What did people do with disabilities of the Great Patriotic War in the USSR?
Here you will learn about how the Soviet state dealt with Soviet citizens mutilated during the Second World War. Including soldiers and officers, who undermined their health while defending the country and the totalitarian Soviet regime.
In the Soviet Union, at the time of the end of the war and for many decades after, there was no single program of assistance to war disabled — as you already understood, there was not even such a simple thing as a wheelchair. People with disabilities rarely could even find a job or help them in any way, they either had a very small pension, or (more often) did not have it at all — and those disabled people who did not have compassionate relatives were forced to beg on the streets, quietly asking for alms near shops and squares.

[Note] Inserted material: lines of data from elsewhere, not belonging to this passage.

//! Read tools: execute_query, preview_table, search_data.

use crate::error::Result;
use crate::protocol::{CallToolResult, Tool};
use crate::session::DiscoverySession;
use crate::tools::registry::{ToolHandler, parse_args, success_result};
use async_trait::async_trait;
use serde::Deserialize;
use serde_json::{Value, json};
use std::sync::Arc;
use tracing::{debug, instrument};

#[derive(Debug, Deserialize)]
pub struct ExecuteQueryArgs {
    pub query: String,
    #[serde(default)]
    pub limit: Option<usize>,
}

pub struct ExecuteQueryTool {
    session: Arc<DiscoverySession>,
}

impl ExecuteQueryTool {
    pub fn new(session: Arc<DiscoverySession>) -> Self {
        Self { session }
    }
}

#[async_trait]
impl ToolHandler for ExecuteQueryTool {
    fn definition(&self) -> Tool {
        Tool {
            name: "execute_query".into(),
            description: Some(
                "Execute a read-only SQL query against the connected database. \
                Only SELECT statements are allowed; statements mentioning DROP, DELETE, UPDATE, \
                INSERT, TRUNCATE, ALTER, CREATE, EXEC, XP_CMDSHELL or SP_ anywhere \
                (string literals and identifiers included) are rejected. \
                Use the 'limit' parameter to cap the number of rows."
                    .into(),
            ),
            input_schema: json!({
                "type": "object",
                "properties": {
                    "query": {
                        "type": "string",
                        "description": "The SELECT statement to run"
                    },
                    "limit": {
                        "type": "integer",
                        "description": format!(
                            "Maximum number of rows to return (default: {})",
                            self.session.query_config().default_limit
                        ),
                        "minimum": 1
                    }
                },
                "required": ["query"]
            }),
        }
    }

    #[instrument(skip(self, arguments), fields(tool = "execute_query"))]
    async fn execute(&self, arguments: Value) -> Result<CallToolResult> {
        let args: ExecuteQueryArgs = parse_args(arguments)?;
        let result = self.session.execute(&args.query, args.limit).await?;
        debug!(rows = result.row_count, limited = result.limited, "Query returned");
        Ok(success_result(&result))
    }
}

#[derive(Debug, Deserialize)]
pub struct PreviewTableArgs {
    pub table: String,
    #[serde(default)]
    pub limit: Option<usize>,
}

pub struct PreviewTableTool {
    session: Arc<DiscoverySession>,
}

impl PreviewTableTool {
    pub fn new(session: Arc<DiscoverySession>) -> Self {
        Self { session }
    }
}

#[async_trait]
impl ToolHandler for PreviewTableTool {
    fn definition(&self) -> Tool {
        let engine = self.session.engine();
        Tool {
            name: "preview_table".into(),
            description: Some("Return the first rows of a table or view.".into()),
            input_schema: json!({
                "type": "object",
                "properties": {
                    "table": {
                        "type": "string",
                        "description": format!(
                            "Table name, optionally schema-qualified (default schema: {})",
                            engine.default_schema()
                        )
                    },
                    "limit": {
                        "type": "integer",
                        "description": format!(
                            "Number of rows (default: {})",
                            self.session.query_config().preview_limit
                        ),
                        "minimum": 1
                    }
                },
                "required": ["table"]
            }),
        }
    }

    #[instrument(skip(self, arguments), fields(tool = "preview_table"))]
    async fn execute(&self, arguments: Value) -> Result<CallToolResult> {
        let args: PreviewTableArgs = parse_args(arguments)?;
        let result = self.session.preview(&args.table, args.limit).await?;
        Ok(success_result(&result))
    }
}

#[derive(Debug, Deserialize)]
pub struct SearchDataArgs {
    pub table: String,
    pub search_term: String,
    #[serde(default)]
    pub columns: Option<Vec<String>>,
}

pub struct SearchDataTool {
    session: Arc<DiscoverySession>,
}

impl SearchDataTool {
    pub fn new(session: Arc<DiscoverySession>) -> Self {
        Self { session }
    }
}

#[async_trait]
impl ToolHandler for SearchDataTool {
    fn definition(&self) -> Tool {
        Tool {
            name: "search_data".into(),
            description: Some(format!(
                "Case-insensitive substring search over a table's text columns. \
                Returns at most {} rows. Without 'columns', every text column of the \
                discovered table is searched.",
                self.session.query_config().search_limit
            )),
            input_schema: json!({
                "type": "object",
                "properties": {
                    "table": {
                        "type": "string",
                        "description": format!(
                            "Table name, optionally schema-qualified (default schema: {})",
                            self.session.engine().default_schema()
                        )
                    },
                    "search_term": {
                        "type": "string",
                        "description": "Text to look for"
                    },
                    "columns": {
                        "type": "array",
                        "items": { "type": "string" },
                        "description": "Columns to search (default: all text columns)"
                    }
                },
                "required": ["table", "search_term"]
            }),
        }
    }

    #[instrument(skip(self, arguments), fields(tool = "search_data"))]
    async fn execute(&self, arguments: Value) -> Result<CallToolResult> {
        let args: SearchDataArgs = parse_args(arguments)?;
        let result = self
            .session
            .search(&args.table, &args.search_term, args.columns.as_deref())
            .await?;
        Ok(success_result(&result))
    }
}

Instead of helping these people, socializing them and giving them the opportunity to feel needed, the Soviet government decided to remove them from the city out of sight. At that time, the broad avenues with high houses were built, and the war disabled, in the opinion of the Soviet authorities, «spoiled the view of socialist happiness.» Simple Soviet pioneers should not see and know the truth about the war — it will be told them by youthful policemen strolling through schools with «front-line bikes». We will remove away the veterans and heroes who gave their health to the war — so as not to spoil our view here Soviet paradise.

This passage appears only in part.